*WORK INSTRUCTIONS*: Copy each line of the data below in which the word "email" can be found.

*RECORDED DATA*:
use serde::{Deserialize, Serialize};

/// Base URL for generated avatars when the provider has no picture for the user
pub const GENERATED_AVATAR_URL: &str = "https://ui-avatars.com/api/";

/// Fallback display name when the user has no name or email
pub const DEFAULT_DISPLAY_NAME: &str = "User";

/// The signed in user as returned by `GET /api/auth/user`
#[derive(Clone, Debug, PartialEq, Serialize, Deserialize)]
#[cfg_attr(feature = "server", derive(utoipa::ToSchema))]
pub struct UserDto {
    /// Provider user ID
    pub id: String,
    pub email: Option<String>,
    pub full_name: Option<String>,
    pub name: Option<String>,
    pub avatar_url: Option<String>,
}

impl UserDto {
    /// Name shown in the dashboard greeting.
    ///
    /// Resolves to the full name, then the name, then the local part of the email and
    /// finally [`DEFAULT_DISPLAY_NAME`].
    pub fn display_name(&self) -> String {
        non_empty(&self.full_name)
            .or_else(|| non_empty(&self.name))
            .or_else(|| {
                non_empty(&self.email)
                    .and_then(|email| email.split('@').next())
                    .filter(|local| !local.is_empty())
            })
            .unwrap_or(DEFAULT_DISPLAY_NAME)
            .to_string()
    }

    /// Avatar image URL, generating one from the user's name when the provider has none.
    pub fn avatar(&self) -> String {
        if let Some(avatar_url) = non_empty(&self.avatar_url) {
            return avatar_url.to_string();
        }

        let name = non_empty(&self.full_name)
            .or_else(|| non_empty(&self.name))
            .or_else(|| non_empty(&self.email))
            .unwrap_or(DEFAULT_DISPLAY_NAME);

        let encoded: String = url::form_urlencoded::byte_serialize(name.as_bytes()).collect();

        format!("{}?name={}", GENERATED_AVATAR_URL, encoded)
    }
}

fn non_empty(value: &Option<String>) -> Option<&str> {
    value.as_deref().filter(|v| !v.is_empty())
}
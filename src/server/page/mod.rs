//! Server rendered pages.
//!
//! Pages that depend on per-request server state, such as the PKCE challenge embedded in the
//! provider sign-in link, are rendered to HTML on the server instead of by the client app.

pub mod login;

*ANSWER BOX*:
/// Fallback display name when the user has no name or email
    pub email: Option<String>,
    /// Resolves to the full name, then the name, then the local part of the email and
                non_empty(&self.email)
                    .and_then(|email| email.split('@').next())
            .or_else(|| non_empty(&self.email))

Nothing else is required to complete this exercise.